◆ What the exercise asks
Copy out every line of the records in which "flash" can be found.

++++

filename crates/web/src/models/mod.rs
//! Session and view models.

pub mod flash;
pub mod session;

pub use flash::{Toast, ToastLevel, push_toast, take_toasts};
pub use session::{CurrentUser, keys as session_keys};
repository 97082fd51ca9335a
//! Custom Askama template filters.

#![allow(clippy::unnecessary_wraps)]

use std::fmt::Display;

/// Returns the current year.
///
/// Usage in templates: `{{ ""|current_year }}`
#[askama::filter_fn]
pub fn current_year(_value: impl Display, _env: &dyn askama::Values) -> askama::Result<i32> {
    use chrono::Datelike;
    Ok(chrono::Utc::now().year())
}
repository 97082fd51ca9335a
//! Integration tests for the public surface of the web app.
//!
//! These tests require:
//! - The web app running (cargo run -p moorline-web)
//!
//! Unauthenticated requests to gated pages must bounce to sign-in with a
//! `return_to` parameter rather than erroring.

use reqwest::{Client, StatusCode, redirect::Policy};

/// Base URL for the web app (configurable via environment).
fn web_base_url() -> String {
    std::env::var("WEB_BASE_URL").unwrap_or_else(|_| "http://localhost:3000".to_string())
}

/// Client that does not follow redirects, so they can be asserted on.
fn no_redirect_client() -> Client {
    Client::builder()
        .redirect(Policy::none())
        .cookie_store(true)
        .build()
        .expect("Failed to create HTTP client")
}

#[tokio::test]
#[ignore = "Requires running web app"]
async fn test_health_endpoint() {
    let client = Client::new();
    let resp = client
        .get(format!("{}/health", web_base_url()))
        .send()
        .await
        .expect("Failed to reach health endpoint");

    assert_eq!(resp.status(), StatusCode::OK);
    assert_eq!(resp.text().await.expect("Failed to read body"), "OK");
}

#[tokio::test]
#[ignore = "Requires running web app"]
async fn test_gated_pages_redirect_to_sign_in() {
    let client = no_redirect_client();
    let base_url = web_base_url();

    for path in [
        "/",
        "/settings/billing",
        "/settings/organization",
        "/settings/vessels/import",
        "/onboarding",
        "/admin",
    ] {
        let resp = client
            .get(format!("{base_url}{path}"))
            .send()
            .await
            .expect("Failed to request gated page");

        assert!(
            resp.status().is_redirection(),
            "{path} should redirect when signed out, got {}",
            resp.status()
        );
        let location = resp
            .headers()
            .get("location")
            .and_then(|v| v.to_str().ok())
            .unwrap_or_default();
        assert!(
            location.starts_with("/auth/sign-in"),
            "{path} should bounce to sign-in, got {location}"
        );
        assert!(
            location.contains("return_to="),
            "{path} redirect should carry return_to, got {location}"
        );
    }
}

#[tokio::test]
#[ignore = "Requires running web app"]
async fn test_sign_in_page_renders() {
    let client = Client::new();
    let resp = client
        .get(format!("{}/auth/sign-in", web_base_url()))
        .send()
        .await
        .expect("Failed to get sign-in page");

    assert_eq!(resp.status(), StatusCode::OK);
    let body = resp.text().await.expect("Failed to read body");
    assert!(body.contains("Sign in"));
}

#[tokio::test]
#[ignore = "Requires running web app"]
async fn test_legacy_billing_path_redirects() {
    let client = no_redirect_client();
    let resp = client
        .get(format!("{}/billing", web_base_url()))
        .send()
        .await
        .expect("Failed to request legacy billing path");

    assert_eq!(resp.status(), StatusCode::PERMANENT_REDIRECT);
    let location = resp
        .headers()
        .get("location")
        .and_then(|v| v.to_str().ok())
        .unwrap_or_default();
    assert_eq!(location, "/settings/billing");
}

++++

◆ Problem solution
pub mod flash;
pub use flash::{Toast, ToastLevel, push_toast, take_toasts};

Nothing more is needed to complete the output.